For the string "EventContext", report how many lines in the records below contain it, and nothing more.

══════════

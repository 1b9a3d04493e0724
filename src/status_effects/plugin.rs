use bevy::prelude::*;

use super::systems::*;
use crate::core::GameplaySet;

/// Status effects plugin - applies, ticks and expires effects on actors.
pub struct StatusEffectsPlugin;

impl Plugin for StatusEffectsPlugin {
    fn build(&self, app: &mut App) {
        app.add_event::<ApplyStatusEffectEvent>()
            .add_event::<RemoveStatusEffectEvent>()
            .add_event::<StatusEffectExpiredEvent>()
            .add_systems(
                Update,
                (
                    apply_on_hit_passives,
                    explode_charged_hits,
                    fear_stacks_on_stun,
                    rage_charged_attacks,
                    life_steal_on_damage_dealt,
                    trigger_death_effects,
                    apply_status_effect_requests,
                    remove_status_effect_requests,
                    update_status_effects,
                )
                    .chain()
                    .in_set(GameplaySet::Effects),
            );
    }
}
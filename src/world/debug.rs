//! Developer shortcuts for world events.

use bevy::prelude::*;

use super::land::LandGrid;
use super::manager::EventManager;
use super::systems::despawn_all;
use crate::core::PlayState;

/// `K` clears the running event as if it had been won.
pub fn debug_clear_event(
    mut commands: Commands,
    keyboard: Res<ButtonInput<KeyCode>>,
    mut manager: ResMut<EventManager>,
    mut grid: ResMut<LandGrid>,
    mut next_phase: ResMut<NextState<PlayState>>,
) {
    if !keyboard.just_pressed(KeyCode::KeyK) || manager.current().is_none() {
        return;
    }

    warn!("Debug: clearing the current event");
    despawn_all(&mut commands, manager.clear_event(&mut grid));
    next_phase.set(PlayState::AspectSelection);
}

#[cfg(test)]
mod tests {
    use super::*;
    use crate::core::GameState;
    use crate::world::data::WorldConfig;
    use crate::world::events::{EventContext, WorldEventKind};
    use crate::world::spawner::{EnemySpawner, SpawnerConfig};

    #[test]
    fn k_clears_the_running_event() {
        let mut grid = LandGrid::default();
        grid.spawn_starting_lands(|| {
            EnemySpawner::new(SpawnerConfig::default(), vec![("grunt".to_string(), 1)])
        });
        let mut manager = EventManager::default();
        let config = WorldConfig::default();
        let mut rng = rand::thread_rng();
        manager.change_event(
            WorldEventKind::Survival,
            &mut EventContext {
                grid: &mut grid,
                config: &config,
                players: &[Vec3::ZERO],
                objective: None,
                rng: &mut rng,
            },
        );

        let mut app = App::new();
        app.add_plugins(bevy::state::app::StatesPlugin)
            .init_state::<GameState>()
            .add_sub_state::<PlayState>()
            .init_resource::<ButtonInput<KeyCode>>()
            .insert_resource(grid)
            .insert_resource(manager)
            .add_systems(Update, debug_clear_event);

        app.world_mut()
            .resource_mut::<ButtonInput<KeyCode>>()
            .press(KeyCode::KeyK);
        app.update();

        let manager = app.world().resource::<EventManager>();
        assert!(manager.current().is_none());
        assert_eq!(manager.cleared_count(), 1);
    }
}
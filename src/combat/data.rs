//! Combo and weapon definitions loaded from `assets/data`.

use bevy::prelude::*;
use serde::Deserialize;
use std::collections::HashMap;

use super::combo::{ComboAction, ComboDefinition};
use super::components::Weapon;
use crate::core::{load_ron_dir, DataLoadError};

const COMBOS_DIR: &str = "assets/data/combos";
const WEAPONS_DIR: &str = "assets/data/weapons";
/// Weapon the player starts a run with.
pub const STARTER_WEAPON: &str = "sword";

/// Every combo definition, by name.
#[derive(Resource, Debug, Default)]
pub struct ComboRegistry {
    pub combos: HashMap<String, ComboDefinition>,
}

impl ComboRegistry {
    pub fn get(&self, name: &str) -> Option<&ComboDefinition> {
        self.combos.get(name)
    }

    pub fn insert(&mut self, combo: ComboDefinition) -> Result<(), DataLoadError> {
        if self.combos.contains_key(&combo.name) {
            return Err(DataLoadError::DuplicateEntry {
                name: combo.name,
                path: COMBOS_DIR.to_string(),
            });
        }
        self.combos.insert(combo.name.clone(), combo);
        Ok(())
    }

    /// Combos shipped with the game when no data files are present.
    pub fn builtin() -> Self {
        use ComboAction::*;

        let mut slash = ComboDefinition::new("slash", &[Attack1]);
        slash.clip_duration = 0.5;

        let mut double_slash = ComboDefinition::new("double_slash", &[Attack1, Attack1]);
        double_slash.clip_duration = 0.55;
        double_slash.damage_multiplier = 1.2;

        let mut finisher = ComboDefinition::new("finisher", &[Attack1, Attack1, Attack1]);
        finisher.clip_duration = 0.8;
        finisher.damage_multiplier = 1.8;
        finisher.stun = true;
        finisher.stun_duration = 1.0;

        let mut thrust = ComboDefinition::new("thrust", &[Attack2]);
        thrust.clip_duration = 0.6;
        thrust.hit_reach = 1.75;

        let mut uppercut = ComboDefinition::new("uppercut", &[Attack2, Attack2]);
        uppercut.clip_duration = 0.7;
        uppercut.launch_upwards = true;
        uppercut.air_launch_force = 12.0;

        let mut heavy = ComboDefinition::new("heavy", &[ChargedAttack1]);
        heavy.clip_duration = 0.9;
        heavy.damage_multiplier = 2.5;
        heavy.impact_duration = 0.35;

        let mut dash_strike = ComboDefinition::new("dash_strike", &[Dash, Attack1]);
        dash_strike.clip_duration = 0.5;
        dash_strike.damage_multiplier = 1.4;

        let mut air_slash = ComboDefinition::new("air_slash", &[Attack1]).airborne();
        air_slash.clip_duration = 0.45;
        air_slash.air_launch_force = 4.0;

        // Unlocked through aspects
        let mut rage_slam = ComboDefinition::new("rage_slam", &[Attack2, Attack1, Attack2]);
        rage_slam.clip_duration = 0.85;
        rage_slam.damage_multiplier = 2.0;
        rage_slam.hit_radius = 2.5;
        rage_slam.weapon_scale = 1.5;
        rage_slam.weapon_scale_duration = 0.4;

        let mut dread_sweep = ComboDefinition::new("dread_sweep", &[Attack1, Attack2]);
        dread_sweep.clip_duration = 0.6;
        dread_sweep.hit_radius = 2.0;
        dread_sweep.stun = true;
        dread_sweep.stun_duration = 0.5;

        let mut registry = Self::default();
        for combo in [
            slash,
            double_slash,
            finisher,
            thrust,
            uppercut,
            heavy,
            dash_strike,
            air_slash,
            rage_slam,
            dread_sweep,
        ] {
            registry.combos.insert(combo.name.clone(), combo);
        }
        registry
    }
}

/// A weapon and the names of the combos it starts with.
#[derive(Deserialize, Clone, Debug)]
pub struct WeaponDefinition {
    pub name: String,
    pub combos: Vec<String>,
    #[serde(default = "default_damage_multiplier")]
    pub base_damage_multiplier: f32,
}

fn default_damage_multiplier() -> f32 {
    1.0
}

#[derive(Resource, Debug, Default)]
pub struct WeaponRegistry {
    pub weapons: HashMap<String, WeaponDefinition>,
}

impl WeaponRegistry {
    pub fn get(&self, name: &str) -> Option<&WeaponDefinition> {
        self.weapons.get(name)
    }

    pub fn builtin() -> Self {
        let sword = WeaponDefinition {
            name: "Sword".to_string(),
            combos: [
                "slash",
                "double_slash",
                "finisher",
                "thrust",
                "uppercut",
                "heavy",
                "dash_strike",
                "air_slash",
            ]
            .iter()
            .map(|name| name.to_string())
            .collect(),
            base_damage_multiplier: 1.0,
        };

        let mut weapons = HashMap::new();
        weapons.insert(STARTER_WEAPON.to_string(), sword);
        Self { weapons }
    }

    /// Build the weapon component for `name`, resolving its combos.
    /// Unknown combos are skipped with a warning.
    pub fn build(&self, name: &str, combos: &ComboRegistry) -> Option<Weapon> {
        let definition = self.get(name)?;

        let resolved = definition
            .combos
            .iter()
            .filter_map(|combo_name| {
                let combo = combos.get(combo_name).cloned();
                if combo.is_none() {
                    warn!("Weapon '{}' references unknown combo '{}'", name, combo_name);
                }
                combo
            })
            .collect();

        Some(Weapon {
            name: definition.name.clone(),
            combos: resolved,
            base_damage_multiplier: definition.base_damage_multiplier,
        })
    }
}

/// Fill the combo registry from disk, falling back to the built-in set.
pub fn load_combo_definitions(mut registry: ResMut<ComboRegistry>) {
    match load_ron_dir::<ComboDefinition>(COMBOS_DIR) {
        Ok(definitions) if !definitions.is_empty() => {
            for (file, combo) in definitions {
                info!("Loaded combo definition: {} ({})", combo.name, file);
                if let Err(e) = registry.insert(combo) {
                    error!("{}", e);
                }
            }
        }
        Ok(_) => {
            warn!("No combo definitions in {}, using built-in combos", COMBOS_DIR);
            *registry = ComboRegistry::builtin();
        }
        Err(e) => {
            warn!("{}, using built-in combos", e);
            *registry = ComboRegistry::builtin();
        }
    }
}

/// Fill the weapon registry from disk, falling back to the built-in set.
pub fn load_weapon_definitions(mut registry: ResMut<WeaponRegistry>) {
    match load_ron_dir::<WeaponDefinition>(WEAPONS_DIR) {
        Ok(definitions) if !definitions.is_empty() => {
            for (file, weapon) in definitions {
                info!("Loaded weapon definition: {} ({})", weapon.name, file);
                registry.weapons.insert(file, weapon);
            }
        }
        Ok(_) => *registry = WeaponRegistry::builtin(),
        Err(e) => {
            warn!("{}, using built-in weapons", e);
            *registry = WeaponRegistry::builtin();
        }
    }
}

#[cfg(test)]
mod tests {
    use super::*;

    #[test]
    fn builtin_sword_resolves_every_combo() {
        let combos = ComboRegistry::builtin();
        let weapons = WeaponRegistry::builtin();

        let sword = weapons.build(STARTER_WEAPON, &combos).unwrap();
        assert_eq!(sword.combos.len(), 8);
        assert_eq!(sword.combos(true).len(), 1);
    }

    #[test]
    fn duplicate_combo_names_are_rejected() {
        let mut registry = ComboRegistry::default();
        registry
            .insert(ComboDefinition::new("slash", &[ComboAction::Attack1]))
            .unwrap();
        let err = registry
            .insert(ComboDefinition::new("slash", &[ComboAction::Attack2]))
            .unwrap_err();
        assert!(matches!(err, DataLoadError::DuplicateEntry { .. }));
    }

    #[test]
    fn combo_definition_parses_with_defaults() {
        let combo: ComboDefinition = crate::core::parse_ron(
            "spin.ron",
            "(name: \"spin\", inputs: [Attack2, Attack1], damage_multiplier: 1.5)",
        )
        .unwrap();

        assert_eq!(combo.inputs, vec![ComboAction::Attack2, ComboAction::Attack1]);
        assert_eq!(combo.impact_time_scale, 0.05);
        assert!(!combo.air_combo);
    }
}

══════════

• **Answer to the exercise**:
2